Yes we laughed and laughed and laughed.


Well Sybil was played by Prunella Scales. Recently, she appeared on TV as herself. For, with her husband, the actor Timothy West,

she presented a documentary series on their common love  of canal boating.  At each episode’s start, Tim explains Pru is having problems with her memory.  In fact, her son tells the camera that his dad is seeing the person  he loves slipping away from him. In a way, it is a slow even gentle but inevitable crucifixion.


Nevertheless, we are all surrounded by crucifixions  in our own circle; the young father dying of cancer, the mother fearing an abusive father and the old man now widowed  trying to find some companionship  even purpose  in living.


Where then on Good Friday  is there a clue to coping with crucifixions?


Well, some ideas  come from those  who were there for Christ

at his passion those Good and ordinary people who stood at the foot of the cross. Since, the passion journey  is not just about the suffering of the son of God – supreme as that might be –

it is also a story of accompaniment.


In fact, it is very much the story of those who loved Jesus as his community of friends and family. And so it is about the disciples who had been with him  for three years.It is about the women who followed Jesus from Galilee and provided for him, who anointed him for death  and who accompanied him  on the way of the cross and watched from a distance as he suffered his terrible agony and death. It’s about John,  the beloved disciple, and Mary  the mother of Jesus giving comfort to one another.  It’s about Mary Magdalene, watching and waiting.


The passion story then is very much about the accompaniment in suffering, of just being there and doing small, ordinary and important practical things.

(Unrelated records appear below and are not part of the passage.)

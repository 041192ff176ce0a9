//! HTTP key source behaviour against a mock upstream.

// std
use std::time::Duration;
// crates.io
use jwks_mesh::{Error, HttpKeySource, KeySource, RefreshPolicy, Result, http::client};
use url::Url;
use wiremock::{
	Mock, MockServer, ResponseTemplate,
	matchers::{header, method, path},
};
// self
use crate::common::{self, JWKS_PATH};

fn source(server: &MockServer, policy: RefreshPolicy) -> HttpKeySource {
	let url = Url::parse(&format!("{}{JWKS_PATH}", server.uri())).expect("url");

	HttpKeySource::new(url, client::default_client().expect("client"), policy)
}

fn ok_response(body: String) -> ResponseTemplate {
	ResponseTemplate::new(200).set_body_string(body).insert_header("content-type", "application/json")
}

#[tokio::test]
async fn max_age_schedules_next_refresh() -> Result<()> {
	common::init_tracing();

	let server = MockServer::start().await;

	Mock::given(method("GET"))
		.and(path(JWKS_PATH))
		.respond_with(
			ok_response(common::jwks_body(vec![common::public_jwk("k1", 1)]))
				.insert_header("cache-control", "public, max-age=120"),
		)
		.expect(1)
		.mount(&server)
		.await;

	let source = source(&server, RefreshPolicy::default());

	assert!(source.keys().keys.is_empty());
	assert_eq!(source.refresh().await?, Duration::from_secs(120));
	assert_eq!(common::key_ids(&source.keys()), ["k1"]);
	assert!(source.last_refreshed().is_some());

	server.verify().await;

	Ok(())
}

#[tokio::test]
async fn caching_prohibitions_use_default_interval() -> Result<()> {
	let server = MockServer::start().await;

	Mock::given(method("GET"))
		.and(path(JWKS_PATH))
		.respond_with(
			ok_response(common::jwks_body(vec![common::public_jwk("k1", 1)]))
				.insert_header("cache-control", "no-store, max-age=600"),
		)
		.mount(&server)
		.await;

	let source = source(&server, RefreshPolicy::default());

	assert_eq!(source.refresh().await?, Duration::from_secs(30));

	Ok(())
}

#[tokio::test]
async fn etag_is_replayed_and_not_modified_keeps_keys() -> Result<()> {
	let server = MockServer::start().await;

	Mock::given(method("GET"))
		.and(path(JWKS_PATH))
		.and(header("if-none-match", "\"v1\""))
		.respond_with(ResponseTemplate::new(304).insert_header("cache-control", "max-age=45"))
		.with_priority(1)
		.expect(1)
		.mount(&server)
		.await;
	Mock::given(method("GET"))
		.and(path(JWKS_PATH))
		.respond_with(
			ok_response(common::jwks_body(vec![common::public_jwk("k1", 1)]))
				.insert_header("etag", "\"v1\""),
		)
		.expect(1)
		.mount(&server)
		.await;

	let source = source(&server, RefreshPolicy::default());

	assert_eq!(source.refresh().await?, Duration::from_secs(30));
	assert_eq!(source.refresh().await?, Duration::from_secs(45));
	assert_eq!(common::key_ids(&source.keys()), ["k1"]);

	server.verify().await;

	Ok(())
}

#[tokio::test]
async fn failures_leave_previous_keys_in_place() -> Result<()> {
	let server = MockServer::start().await;

	Mock::given(method("GET"))
		.and(path(JWKS_PATH))
		.respond_with(ok_response(common::jwks_body(vec![common::public_jwk("k1", 1)])))
		.up_to_n_times(1)
		.mount(&server)
		.await;

	let source = source(&server, RefreshPolicy::default());

	source.refresh().await?;

	Mock::given(method("GET"))
		.and(path(JWKS_PATH))
		.respond_with(ResponseTemplate::new(503))
		.up_to_n_times(1)
		.mount(&server)
		.await;

	assert!(matches!(source.refresh().await, Err(Error::SourceFetch { .. })));

	Mock::given(method("GET"))
		.and(path(JWKS_PATH))
		.respond_with(ok_response("{\"keys\": [".into()))
		.mount(&server)
		.await;

	assert!(matches!(source.refresh().await, Err(Error::SourceParse { .. })));
	assert_eq!(common::key_ids(&source.keys()), ["k1"]);

	Ok(())
}

#[tokio::test]
async fn oversized_documents_are_rejected() {
	let server = MockServer::start().await;
	let keys = (0..8).map(|i| common::public_jwk(&format!("k{i}"), i)).collect();

	Mock::given(method("GET"))
		.and(path(JWKS_PATH))
		.respond_with(ok_response(common::jwks_body(keys)))
		.mount(&server)
		.await;

	let policy = RefreshPolicy { max_response_bytes: 256, ..Default::default() };
	let source = source(&server, policy);

	assert!(matches!(source.refresh().await, Err(Error::SourceFetch { .. })));
	assert!(source.keys().keys.is_empty());
}
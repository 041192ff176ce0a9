//! Tower middleware enforcing bearer-token authentication.
//!
//! [`JwtAuthLayer`] verifies the `Authorization` header of every request. Verified requests reach
//! the inner service with [`VerifiedClaims`] in their extensions and the payload JSON in the
//! `X-Verified-JWT` header. Everything else is answered with `401` and a JSON `{"error": ...}`
//! body without touching the inner service.

// std
use std::{
	future::Future,
	pin::Pin,
	task::{Context, Poll},
};
// crates.io
use axum::{
	Json,
	response::{IntoResponse, Response},
};
use http::{
	HeaderValue, Request,
	header::{HeaderName, WWW_AUTHENTICATE},
};
use serde_json::json;
use tower::{Layer, Service};
// self
use crate::verify::{KeyLookup, VERIFIED_JWT_HEADER, VerifiedClaims, Verifier, VerifyError};

/// Layer wrapping services with [`JwtAuthService`].
#[derive(Clone, Debug)]
pub struct JwtAuthLayer<L> {
	verifier: Verifier<L>,
}
impl<L> JwtAuthLayer<L>
where
	L: KeyLookup,
{
	/// Authenticate requests with `verifier`.
	pub fn new(verifier: Verifier<L>) -> Self {
		Self { verifier }
	}
}
impl<S, L> Layer<S> for JwtAuthLayer<L>
where
	L: Clone,
{
	type Service = JwtAuthService<S, L>;

	fn layer(&self, inner: S) -> Self::Service {
		JwtAuthService { inner, verifier: self.verifier.clone() }
	}
}

/// Service produced by [`JwtAuthLayer`].
#[derive(Clone, Debug)]
pub struct JwtAuthService<S, L> {
	inner: S,
	verifier: Verifier<L>,
}
impl<S, L, B> Service<Request<B>> for JwtAuthService<S, L>
where
	S: Service<Request<B>, Response = Response>,
	S::Future: Send + 'static,
	S::Error: Send + 'static,
	L: KeyLookup,
{
	type Error = S::Error;
	type Future = Pin<Box<dyn Future<Output = Result<Self::Response, Self::Error>> + Send>>;
	type Response = Response;

	fn poll_ready(&mut self, cx: &mut Context<'_>) -> Poll<Result<(), Self::Error>> {
		self.inner.poll_ready(cx)
	}

	fn call(&mut self, mut req: Request<B>) -> Self::Future {
		// Never forward a client-supplied copy of the verified header.
		req.headers_mut().remove(VERIFIED_JWT_HEADER);

		match self.verifier.verify_headers(req.headers()) {
			Ok(verified) => {
				attach(&mut req, verified);

				Box::pin(self.inner.call(req))
			},
			Err(err) => Box::pin(async move { Ok(rejection(err)) }),
		}
	}
}

fn attach<B>(req: &mut Request<B>, verified: VerifiedClaims) {
	match HeaderValue::from_str(&verified.raw) {
		Ok(value) => {
			req.headers_mut().insert(HeaderName::from_static(VERIFIED_JWT_HEADER), value);
		},
		Err(err) => tracing::warn!(
			kid = %verified.kid,
			error = %err,
			"verified claims cannot be carried in a header"
		),
	}

	req.extensions_mut().insert(verified);
}

/// Response sent for a rejected request.
pub fn rejection(err: VerifyError) -> Response {
	let mut response = (err.status(), Json(json!({ "error": err.reason() }))).into_response();

	response.headers_mut().insert(WWW_AUTHENTICATE, HeaderValue::from_static("Bearer"));

	response
}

Therefore, it is really about being alongside people  in compassion and care; watching through long nights with them, preparing food for those too weary or ill or despairing to do it themselves, looking after the children for a while or just offering  a  hug or shoulder to lean on.


Ultimately, this ministry of presence and compassion  is not the particular preserve of Christians,  or of any one nationality or culture,  but it is at the heart of each and every one of our responses to our risen Lord.


Let us try to respond this way, today.